> **Work instruction**: The lines from the start of the data up to and including the one with "host arrives through" should be returned exactly, and nothing else.

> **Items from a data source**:
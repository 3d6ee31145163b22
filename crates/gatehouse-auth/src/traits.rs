//! External collaborator contracts
//!
//! The plugin core never talks to the host's database, router, or message
//! framework directly. Everything it needs from the host arrives through
//! the traits in this module, injected per request. In-memory
//! implementations are provided for tests and simple hosts.

use chrono::{DateTime, Utc};
use serde::{Deserialize, Serialize};
use serde_json::Value;
use std::collections::HashMap;
use tracing::{error, info, warn};

use crate::AuthResult;

/// Raw identity assertion from the upstream login subsystem.
#[derive(Debug, Clone, PartialEq, Eq, Serialize, Deserialize)]
pub struct Principal {
    pub authenticated: bool,
    pub email: String,
    pub username: String,
    pub first_name: String,
    pub last_name: String,
}

impl Principal {
    /// Create an authenticated principal
    pub fn new(
        email: impl Into<String>,
        username: impl Into<String>,
        first_name: impl Into<String>,
        last_name: impl Into<String>,
    ) -> Self {
        Self {
            authenticated: true,
            email: email.into(),
            username: username.into(),
            first_name: first_name.into(),
            last_name: last_name.into(),
        }
    }
}

/// An authority granted to a principal, with an optional active window.
#[derive(Debug, Clone, PartialEq, Eq, Serialize, Deserialize)]
pub struct AuthorityGrant {
    pub code: String,
    pub title: String,
    pub effective_date: Option<DateTime<Utc>>,
    pub end_date: Option<DateTime<Utc>>,
}

impl AuthorityGrant {
    /// Create an open-ended grant
    pub fn new(code: impl Into<String>, title: impl Into<String>) -> Self {
        Self {
            code: code.into(),
            title: title.into(),
            effective_date: None,
            end_date: None,
        }
    }

    /// Grant has not started yet
    pub fn is_future(&self, now: DateTime<Utc>) -> bool {
        self.effective_date.is_some_and(|d| d > now)
    }

    /// Grant has ended
    pub fn is_history(&self, now: DateTime<Utc>) -> bool {
        self.end_date.is_some_and(|d| d <= now)
    }

    /// Active iff the effective date has passed (or is unset) and the end
    /// date has not (or is unset).
    pub fn is_active(&self, now: DateTime<Utc>) -> bool {
        !(self.is_future(now) || self.is_history(now))
    }
}

/// Source of upstream principals (the host login subsystem).
pub trait PrincipalSource {
    /// Resolve a principal by email, the unique key across the plugin.
    fn find_by_email(&self, email: &str) -> AuthResult<Option<Principal>>;
}

/// Source of authority grants for a principal.
pub trait AuthoritySource {
    /// Active `(code, title)` grants for a principal, filtered by the
    /// effective/end window at query time.
    fn active_grants(&self, principal: &Principal) -> AuthResult<Vec<AuthorityGrant>>;
}

/// Per-browser-session key/value store supplied by the host.
///
/// Concurrent requests from the same session apply last-write-wins
/// semantics with no locking; session expiry belongs to the backend.
pub trait SessionStore {
    fn get(&self, key: &str) -> Option<Value>;
    fn set(&mut self, key: &str, value: Value);
    fn remove(&mut self, key: &str);
    fn keys(&self) -> Vec<String>;
}

/// Severity of a posted user-facing message.
#[derive(Debug, Clone, Copy, PartialEq, Eq, Hash, Serialize, Deserialize)]
pub enum Severity {
    Info,
    Success,
    Warning,
    Error,
}

impl std::fmt::Display for Severity {
    fn fmt(&self, f: &mut std::fmt::Formatter<'_>) -> std::fmt::Result {
        match self {
            Severity::Info => write!(f, "info"),
            Severity::Success => write!(f, "success"),
            Severity::Warning => write!(f, "warning"),
            Severity::Error => write!(f, "error"),
        }
    }
}

/// Sink for user-facing messages rendered by the host on the next page.
///
/// Implementations are expected to suppress duplicate pending messages at
/// the same severity, but must still log every call.
pub trait NotificationSink {
    fn post(&mut self, severity: Severity, message: &str);

    fn post_info(&mut self, message: &str) {
        self.post(Severity::Info, message);
    }

    fn post_success(&mut self, message: &str) {
        self.post(Severity::Success, message);
    }

    fn post_warning(&mut self, message: &str) {
        self.post(Severity::Warning, message);
    }

    fn post_error(&mut self, message: &str) {
        self.post(Severity::Error, message);
    }
}

/// Ledger of flagged request parameters, kept by the host.
pub trait AttemptLedger {
    /// Append a flagged parameter. Duplicates are recorded, not collapsed.
    fn record(
        &mut self,
        path: &str,
        user: Option<&str>,
        param_name: &str,
        param_value: &str,
    ) -> AuthResult<()>;

    /// Count records for a user that no reviewer has dismissed yet.
    fn count_unreviewed(&self, user: &str) -> AuthResult<u32>;
}

// ---------------------------------------------------------------------------
// In-memory implementations
// ---------------------------------------------------------------------------

/// In-memory session store for tests and single-process hosts.
#[derive(Debug, Clone, Default)]
pub struct MemorySessionStore {
    values: HashMap<String, Value>,
}

impl MemorySessionStore {
    pub fn new() -> Self {
        Self::default()
    }

    pub fn len(&self) -> usize {
        self.values.len()
    }

    pub fn is_empty(&self) -> bool {
        self.values.is_empty()
    }
}

impl SessionStore for MemorySessionStore {
    fn get(&self, key: &str) -> Option<Value> {
        self.values.get(key).cloned()
    }

    fn set(&mut self, key: &str, value: Value) {
        self.values.insert(key.to_string(), value);
    }

    fn remove(&mut self, key: &str) {
        self.values.remove(key);
    }

    fn keys(&self) -> Vec<String> {
        self.values.keys().cloned().collect()
    }
}

/// In-memory principal source backed by a fixed list.
#[derive(Debug, Clone, Default)]
pub struct MemoryPrincipalSource {
    principals: Vec<Principal>,
}

impl MemoryPrincipalSource {
    pub fn new() -> Self {
        Self::default()
    }

    pub fn add(&mut self, principal: Principal) {
        self.principals.push(principal);
    }
}

impl PrincipalSource for MemoryPrincipalSource {
    fn find_by_email(&self, email: &str) -> AuthResult<Option<Principal>> {
        Ok(self.principals.iter().find(|p| p.email == email).cloned())
    }
}

/// In-memory authority source keyed by principal email.
#[derive(Debug, Clone, Default)]
pub struct MemoryAuthoritySource {
    grants: HashMap<String, Vec<AuthorityGrant>>,
}

impl MemoryAuthoritySource {
    pub fn new() -> Self {
        Self::default()
    }

    pub fn grant(&mut self, email: impl Into<String>, grant: AuthorityGrant) {
        self.grants.entry(email.into()).or_default().push(grant);
    }
}

impl AuthoritySource for MemoryAuthoritySource {
    fn active_grants(&self, principal: &Principal) -> AuthResult<Vec<AuthorityGrant>> {
        let now = Utc::now();
        Ok(self
            .grants
            .get(&principal.email)
            .map(|grants| {
                grants
                    .iter()
                    .filter(|g| g.is_active(now))
                    .cloned()
                    .collect()
            })
            .unwrap_or_default())
    }
}

/// In-memory notification sink with pending-duplicate suppression.
#[derive(Debug, Clone, Default)]
pub struct MemoryNotificationSink {
    pending: Vec<(Severity, String)>,
}

impl MemoryNotificationSink {
    pub fn new() -> Self {
        Self::default()
    }

    /// Messages waiting to be rendered.
    pub fn pending(&self) -> &[(Severity, String)] {
        &self.pending
    }

    pub fn contains(&self, severity: Severity, message: &str) -> bool {
        self.pending
            .iter()
            .any(|(s, m)| *s == severity && m == message)
    }

    /// Drain pending messages, as a host would when rendering a page.
    pub fn take(&mut self) -> Vec<(Severity, String)> {
        std::mem::take(&mut self.pending)
    }
}

impl NotificationSink for MemoryNotificationSink {
    fn post(&mut self, severity: Severity, message: &str) {
        // Duplicates are withheld from display but still logged.
        if self.contains(severity, message) {
            match severity {
                Severity::Error => error!("[DUPLICATE] {message}"),
                Severity::Warning => warn!("[DUPLICATE] {message}"),
                _ => info!("[DUPLICATE] {message}"),
            }
            return;
        }
        match severity {
            Severity::Error => error!("[POSTED] {message}"),
            Severity::Warning => warn!("[POSTED] {message}"),
            _ => info!("[POSTED] {message}"),
        }
        self.pending.push((severity, message.to_string()));
    }
}

/// One row of the in-memory attempt ledger.
#[derive(Debug, Clone, PartialEq, Eq)]
pub struct AttemptRecord {
    pub path: String,
    pub user: Option<String>,
    pub param_name: String,
    pub param_value: String,
    pub reviewed: bool,
    pub date_created: DateTime<Utc>,
}

/// In-memory attempt ledger for tests and single-process hosts.
#[derive(Debug, Clone, Default)]
pub struct MemoryAttemptLedger {
    records: Vec<AttemptRecord>,
}

impl MemoryAttemptLedger {
    pub fn new() -> Self {
        Self::default()
    }

    pub fn records(&self) -> &[AttemptRecord] {
        &self.records
    }

    /// Mark every record for a user as reviewed, clearing their lockout.
    pub fn review_all(&mut self, user: &str) {
        for record in &mut self.records {
            if record.user.as_deref() == Some(user) {
                record.reviewed = true;
            }
        }
    }
}

impl AttemptLedger for MemoryAttemptLedger {
    fn record(
        &mut self,
        path: &str,
        user: Option<&str>,
        param_name: &str,
        param_value: &str,
    ) -> AuthResult<()> {
        self.records.push(AttemptRecord {
            path: path.to_string(),
            user: user.map(str::to_string),
            param_name: param_name.to_string(),
            param_value: param_value.to_string(),
            reviewed: false,
            date_created: Utc::now(),
        });
        Ok(())
    }

    fn count_unreviewed(&self, user: &str) -> AuthResult<u32> {
        Ok(self
            .records
            .iter()
            .filter(|r| !r.reviewed && r.user.as_deref() == Some(user))
            .count() as u32)
    }
}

> **Exercise output**:
repository 3d6ee31145163b22
filename crates/gatehouse-auth/src/traits.rs
//! External collaborator contracts
//!
//! The plugin core never talks to the host's database, router, or message
//! framework directly. Everything it needs from the host arrives through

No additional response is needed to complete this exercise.